### EXERCISE AIM
Retyping all the entries exactly is the whole task.

Stored data entries:
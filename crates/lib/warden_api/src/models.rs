//! Request and response bodies.

use chrono::{DateTime, Utc};
use serde::{Deserialize, Serialize};
use warden_core::models::auth::TokenPair;

#[derive(Debug, Clone, Deserialize)]
pub struct LoginRequest {
    #[serde(default)]
    pub username: String,
    #[serde(default)]
    pub password: String,
}

/// Token pair as returned by login and refresh.
#[derive(Debug, Clone, Serialize, Deserialize)]
#[serde(rename_all = "camelCase")]
pub struct TokenResponse {
    pub access_token: String,
    pub access_expires_at: DateTime<Utc>,
    pub refresh_token: String,
    pub refresh_expires_at: DateTime<Utc>,
}

impl From<&TokenPair> for TokenResponse {
    fn from(pair: &TokenPair) -> Self {
        Self {
            access_token: pair.access.token.clone(),
            access_expires_at: pair.access.expires_at,
            refresh_token: pair.refresh.token.clone(),
            refresh_expires_at: pair.refresh.expires_at,
        }
    }
}

#[derive(Debug, Clone, Serialize, Deserialize)]
pub struct LogoutResponse {
    pub success: bool,
}

#[derive(Debug, Clone, Serialize, Deserialize)]
#[serde(rename_all = "camelCase")]
pub struct HealthResponse {
    pub status: String,
    pub version: String,
    pub database: bool,
    pub session_store: bool,
}

#[derive(Debug, Clone, Serialize, Deserialize)]
pub struct ErrorResponse {
    pub error: String,
    pub message: String,
}
//! Route paths.

pub const POST_AUTH_LOGIN: &str = "/api/system/authentication/login";
pub const GET_AUTH_REFRESH_TOKEN: &str = "/api/system/authentication/refresh-token";
pub const GET_AUTH_PAGE_PERMISSION: &str = "/api/system/authentication/page-permission";
pub const POST_AUTH_LOGOUT: &str = "/api/system/authentication/logout";
pub const GET_API_HEALTH: &str = "/api/health";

### ANSWER TO THIS EXERCISE
filename crates/lib/warden_api/src/models.rs
//! Request and response bodies.

use chrono::{DateTime, Utc};
use serde::{Deserialize, Serialize};
use warden_core::models::auth::TokenPair;

#[derive(Debug, Clone, Deserialize)]
pub struct LoginRequest {
    #[serde(default)]
    pub username: String,
    #[serde(default)]
    pub password: String,
}

/// Token pair as returned by login and refresh.
#[derive(Debug, Clone, Serialize, Deserialize)]
#[serde(rename_all = "camelCase")]
pub struct TokenResponse {
    pub access_token: String,
    pub access_expires_at: DateTime<Utc>,
    pub refresh_token: String,
    pub refresh_expires_at: DateTime<Utc>,
}

impl From<&TokenPair> for TokenResponse {
    fn from(pair: &TokenPair) -> Self {
        Self {
            access_token: pair.access.token.clone(),
            access_expires_at: pair.access.expires_at,
            refresh_token: pair.refresh.token.clone(),
            refresh_expires_at: pair.refresh.expires_at,
        }
    }
}

#[derive(Debug, Clone, Serialize, Deserialize)]
pub struct LogoutResponse {
    pub success: bool,
}

#[derive(Debug, Clone, Serialize, Deserialize)]
#[serde(rename_all = "camelCase")]
pub struct HealthResponse {
    pub status: String,
    pub version: String,
    pub database: bool,
    pub session_store: bool,
}

#[derive(Debug, Clone, Serialize, Deserialize)]
pub struct ErrorResponse {
    pub error: String,
    pub message: String,
}
//! Route paths.

pub const POST_AUTH_LOGIN: &str = "/api/system/authentication/login";
pub const GET_AUTH_REFRESH_TOKEN: &str = "/api/system/authentication/refresh-token";
pub const GET_AUTH_PAGE_PERMISSION: &str = "/api/system/authentication/page-permission";
pub const POST_AUTH_LOGOUT: &str = "/api/system/authentication/logout";
pub const GET_API_HEALTH: &str = "/api/health";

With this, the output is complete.